My fears were multiple: What if I can’t figure out the technology? What if I ran out of ideas? What if people hate what I write? The fear of exposure was perhaps the strongest one. For years, I hid away my real thoughts, sometimes even from myself. Being authentic openly felt vulnerable and risky. But if I couldn’t put out a short piece about my life as it is now what hope was there to ever publish my book, which is way more exposing?
So, at last, I published my first blog post on 23 October 2014. It was about meeting my dad’s side of my family for the first time when I was… 36 years old. Given my insecurities, I wrote another ten blog posts in case my blogging ideas run out. I used one of those. The rest are still sitting on my computer.
At first, I had two followers: my husband and my writing buddy. Little by little, I started to get word out about the blog, sharing it with my Reiki, Tai-chi, Five Rhythms and Journey communities. It was edgy, but not too scary as I’d known many of the readers for years. Then, gradually, the numbers grew. I linked with other writers from my Writer Development Programme and beyond.
For the first few months, I was obsessed with the stats. If there were a large number of views, I felt surprised. Really? How did someone in Japan find out about my writing? If there were few readers, I felt upset. Checking on stats both fed my ego and drained my energy. Paradoxically, by keeping an eye on the numbers, I created an energetic block. With time, I let it go, and the numbers are doing their own thing. I’m more interested in connecting and communicating with my readers, rather than how many hits my blog has, even though 6,432 hits and 1590 followers in a year feel rather pleasing.
The first five months of my blogging adventure were filled with absolute terror.

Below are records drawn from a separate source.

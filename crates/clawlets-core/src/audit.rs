//! Append-only audit history of privileged operator actions.
//!
//! The action taxonomy is closed: every action carries exactly the target
//! and data shape its variant declares, unknown keys are rejected at the
//! serde layer, and repo-relative paths plus string arrays are validated
//! before insert. On read, two sensitive actions have their stored data
//! rewritten to a fixed safe shape.

use clawlets_store::models::AuditLogEntry;
use serde::{Deserialize, Serialize};
use uuid::Uuid;

use crate::engine::Engine;
use crate::error::EngineError;
use crate::util::sha256_hex;
use crate::validate::{ensure_bounded_string, validate_repo_path};

const MAX_ARRAY_ITEMS: usize = 200;
const MAX_ARRAY_ITEM_LEN: usize = 256;

// ── Target shapes ────────────────────────────────────────────────────

#[derive(Debug, Clone, Serialize, Deserialize)]
#[serde(deny_unknown_fields)]
pub struct JobTarget {
    pub job_id: Uuid,
}

#[derive(Debug, Clone, Serialize, Deserialize)]
#[serde(deny_unknown_fields)]
pub struct RunnerTarget {
    pub runner_id: Uuid,
}

#[derive(Debug, Clone, Serialize, Deserialize)]
#[serde(deny_unknown_fields)]
pub struct TokenTarget {
    pub token_id: Uuid,
}

#[derive(Debug, Clone, Serialize, Deserialize)]
#[serde(deny_unknown_fields)]
pub struct HostTarget {
    pub host_name: String,
}

#[derive(Debug, Clone, Serialize, Deserialize)]
#[serde(deny_unknown_fields)]
pub struct MemberTarget {
    pub user_id: String,
}

// ── Data shapes ──────────────────────────────────────────────────────

#[derive(Debug, Clone, Serialize, Deserialize)]
#[serde(deny_unknown_fields)]
pub struct ProjectCreateData {
    pub name: String,
}

#[derive(Debug, Clone, Serialize, Deserialize)]
#[serde(deny_unknown_fields)]
pub struct DeleteStartData {
    pub expires_at: chrono::DateTime<chrono::Utc>,
}

#[derive(Debug, Clone, Serialize, Deserialize)]
#[serde(deny_unknown_fields)]
pub struct JobsEnqueueData {
    pub kind: String,
    pub run_id: Uuid,
}

#[derive(Debug, Clone, Serialize, Deserialize)]
#[serde(deny_unknown_fields)]
pub struct SealedReserveData {
    pub kind: String,
    pub target_runner_id: Uuid,
}

#[derive(Debug, Clone, Serialize, Deserialize)]
#[serde(deny_unknown_fields)]
pub struct RunnerRegisterData {
    pub name: String,
}

#[derive(Debug, Clone, Serialize, Deserialize)]
#[serde(deny_unknown_fields)]
pub struct TokenCreateData {
    pub runner_id: Uuid,
}

#[derive(Debug, Clone, Serialize, Deserialize)]
#[serde(deny_unknown_fields)]
pub struct MemberData {
    pub role: String,
}

#[derive(Debug, Clone, Serialize, Deserialize)]
#[serde(deny_unknown_fields)]
pub struct RetentionPolicyData {
    pub retention_days: i64,
}

#[derive(Debug, Clone, Serialize, Deserialize)]
#[serde(deny_unknown_fields)]
pub struct DeployCredsUpdateData {
    pub operator_id: Option<String>,
    /// Repo-relative paths the credentials were written to.
    pub paths: Vec<String>,
}

#[derive(Debug, Clone, Serialize, Deserialize)]
#[serde(deny_unknown_fields)]
pub struct SopsOperatorKeyData {
    pub operator_id: String,
    pub recipients: Vec<String>,
}

#[derive(Debug, Clone, Serialize, Deserialize)]
#[serde(deny_unknown_fields)]
pub struct MaintenanceSweepData {
    pub reason: String,
}

// ── The taxonomy ─────────────────────────────────────────────────────

/// Closed set of auditable actions with their required shapes.
#[derive(Debug, Clone, Serialize, Deserialize)]
#[serde(tag = "action")]
pub enum AuditEvent {
    #[serde(rename = "project.create")]
    ProjectCreate { data: ProjectCreateData },
    #[serde(rename = "project.delete.start")]
    ProjectDeleteStart { data: DeleteStartData },
    #[serde(rename = "project.delete.confirm")]
    ProjectDeleteConfirm,
    #[serde(rename = "jobs.enqueue")]
    JobsEnqueue { target: JobTarget, data: JobsEnqueueData },
    #[serde(rename = "jobs.cancel")]
    JobsCancel { target: JobTarget },
    #[serde(rename = "jobs.sealedReserve")]
    JobsSealedReserve { target: JobTarget, data: SealedReserveData },
    #[serde(rename = "jobs.sealedFinalize")]
    JobsSealedFinalize { target: JobTarget },
    #[serde(rename = "runner.register")]
    RunnerRegister { target: RunnerTarget, data: RunnerRegisterData },
    #[serde(rename = "runnerToken.create")]
    RunnerTokenCreate { target: TokenTarget, data: TokenCreateData },
    #[serde(rename = "runnerToken.revoke")]
    RunnerTokenRevoke { target: TokenTarget },
    #[serde(rename = "member.add")]
    MemberAdd { target: MemberTarget, data: MemberData },
    #[serde(rename = "retentionPolicy.update")]
    RetentionPolicyUpdate { data: RetentionPolicyData },
    #[serde(rename = "deployCreds.update")]
    DeployCredsUpdate { target: HostTarget, data: DeployCredsUpdateData },
    #[serde(rename = "sops.operatorKey.generate")]
    SopsOperatorKeyGenerate { data: SopsOperatorKeyData },
    #[serde(rename = "maintenance.retentionSweep")]
    MaintenanceRetentionSweep { data: MaintenanceSweepData },
}

/// Actions whose stored data is rewritten to a fixed safe shape on read.
const SENSITIVE_ACTIONS: &[&str] = &["deployCreds.update", "sops.operatorKey.generate"];

fn validate_string_array(items: &[String], field: &str) -> Result<(), EngineError> {
    if items.len() > MAX_ARRAY_ITEMS {
        return Err(EngineError::Conflict(format!(
            "{field} holds more than {MAX_ARRAY_ITEMS} entries"
        )));
    }
    for item in items {
        ensure_bounded_string(item, field, MAX_ARRAY_ITEM_LEN)?;
    }
    Ok(())
}

impl AuditEvent {
    /// Shape checks beyond what serde enforces.
    fn validate(&self) -> Result<(), EngineError> {
        match self {
            Self::DeployCredsUpdate { target, data } => {
                ensure_bounded_string(&target.host_name, "host_name", 253)?;
                validate_string_array(&data.paths, "paths")?;
                for path in &data.paths {
                    validate_repo_path(path, "paths")?;
                }
                if let Some(operator_id) = &data.operator_id {
                    ensure_bounded_string(operator_id, "operator_id", 128)?;
                }
                Ok(())
            }
            Self::SopsOperatorKeyGenerate { data } => {
                ensure_bounded_string(&data.operator_id, "operator_id", 128)?;
                validate_string_array(&data.recipients, "recipients")
            }
            Self::RunnerRegister { data, .. } => {
                ensure_bounded_string(&data.name, "name", 128).map(|_| ())
            }
            Self::MemberAdd { target, .. } => {
                ensure_bounded_string(&target.user_id, "user_id", 128).map(|_| ())
            }
            _ => Ok(()),
        }
    }

    /// Split the event into the row columns `(action, target, data)`.
    fn into_parts(
        self,
    ) -> Result<(String, Option<serde_json::Value>, Option<serde_json::Value>), EngineError> {
        let value = serde_json::to_value(&self)
            .map_err(|e| EngineError::Conflict(format!("unencodable audit event: {e}")))?;
        let serde_json::Value::Object(mut map) = value else {
            return Err(EngineError::Conflict("malformed audit event".to_owned()));
        };
        let action = map
            .remove("action")
            .and_then(|v| v.as_str().map(ToOwned::to_owned))
            .ok_or_else(|| EngineError::Conflict("audit event without action".to_owned()))?;
        Ok((action, map.remove("target"), map.remove("data")))
    }
}

/// Rewrite the stored data of a sensitive action to its fixed safe shape,
/// hashing any bare operator id.
fn rewrite_sensitive_data(entry: &mut AuditLogEntry) {
    if !SENSITIVE_ACTIONS.contains(&entry.action.as_str()) {
        return;
    }
    let operator_hash = entry
        .data
        .as_ref()
        .and_then(|d| d.get("operator_id"))
        .and_then(serde_json::Value::as_str)
        .map(|id| sha256_hex(id.as_bytes()));
    let mut safe = serde_json::Map::new();
    safe.insert("redacted".to_owned(), serde_json::Value::Bool(true));
    if let Some(hash) = operator_hash {
        safe.insert("operator_key_ref".to_owned(), serde_json::Value::String(hash));
    }
    entry.data = Some(serde_json::Value::Object(safe));
}

impl Engine {
    /// Validate and append an audit row.
    pub(crate) async fn append_audit(
        &self,
        user_id: &str,
        project_id: Option<Uuid>,
        event: AuditEvent,
    ) -> Result<(), EngineError> {
        event.validate()?;
        let (action, target, data) = event.into_parts()?;
        let entry = AuditLogEntry {
            id: Uuid::new_v4(),
            ts: self.now(),
            user_id: user_id.to_owned(),
            project_id,
            action,
            target,
            data,
        };
        self.store.insert_audit(&entry).await?;
        Ok(())
    }

    /// Admin-readable audit page, newest first. Sensitive actions come back
    /// with their data replaced by the fixed safe shape.
    pub async fn list_audit_page(
        &self,
        principal: Option<&str>,
        project_id: Uuid,
        limit: u32,
        offset: u32,
    ) -> Result<Vec<AuditLogEntry>, EngineError> {
        self.require_project_admin(principal, project_id).await?;
        let limit = limit.clamp(1, 200);
        let mut entries = self.store.list_audit(project_id, limit, offset).await?;
        for entry in &mut entries {
            rewrite_sensitive_data(entry);
        }
        Ok(entries)
    }
}

#[cfg(test)]
mod tests {
    use super::*;

    #[test]
    fn events_split_into_row_parts() {
        let event = AuditEvent::JobsEnqueue {
            target: JobTarget { job_id: Uuid::new_v4() },
            data: JobsEnqueueData {
                kind: "custom".to_owned(),
                run_id: Uuid::new_v4(),
            },
        };
        let (action, target, data) = event.into_parts().unwrap();
        assert_eq!(action, "jobs.enqueue");
        assert!(target.is_some());
        assert_eq!(data.unwrap()["kind"], "custom");

        let (action, target, data) = AuditEvent::ProjectDeleteConfirm.into_parts().unwrap();
        assert_eq!(action, "project.delete.confirm");
        assert!(target.is_none());
        assert!(data.is_none());
    }

    #[test]
    fn unknown_keys_are_rejected() {
        let raw = serde_json::json!({
            "action": "jobs.cancel",
            "target": { "job_id": Uuid::new_v4(), "extra": 1 }
        });
        assert!(serde_json::from_value::<AuditEvent>(raw).is_err());
    }

    #[test]
    fn deploy_creds_paths_are_validated() {
        let event = AuditEvent::DeployCredsUpdate {
            target: HostTarget { host_name: "web-1".to_owned() },
            data: DeployCredsUpdateData {
                operator_id: Some("op-1".to_owned()),
                paths: vec!["/etc/creds".to_owned()],
            },
        };
        assert!(event.validate().is_err());

        let event = AuditEvent::DeployCredsUpdate {
            target: HostTarget { host_name: "web-1".to_owned() },
            data: DeployCredsUpdateData {
                operator_id: None,
                paths: vec!["secrets/web-1.yaml".to_owned()],
            },
        };
        assert!(event.validate().is_ok());
    }

    #[test]
    fn sensitive_data_is_rewritten_on_read() {
        let mut entry = AuditLogEntry {
            id: Uuid::new_v4(),
            ts: chrono::Utc::now(),
            user_id: "alice".to_owned(),
            project_id: None,
            action: "sops.operatorKey.generate".to_owned(),
            target: None,
            data: Some(serde_json::json!({
                "operator_id": "op-1",
                "recipients": ["age1abc"]
            })),
        };
        rewrite_sensitive_data(&mut entry);
        let data = entry.data.unwrap();
        assert_eq!(data["redacted"], true);
        assert_eq!(
            data["operator_key_ref"],
            sha256_hex(b"op-1").as_str()
        );
        assert!(data.get("recipients").is_none());
    }
}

Every time I published a post, I despaired that there would never be anything else I could write about. The terror of feeling blank bugged me for several days a week until the next idea came about and the cycle repeated itself. Some of my writing came from a self-enquiry class I took with memoirist Mark Matousek. It wasn’t quite blog material, but those were posts nonetheless. I lacked focus, and wasn’t clear on my overall message. I did my best though and kept going.
My message, values and aspirations became much clearer in late March.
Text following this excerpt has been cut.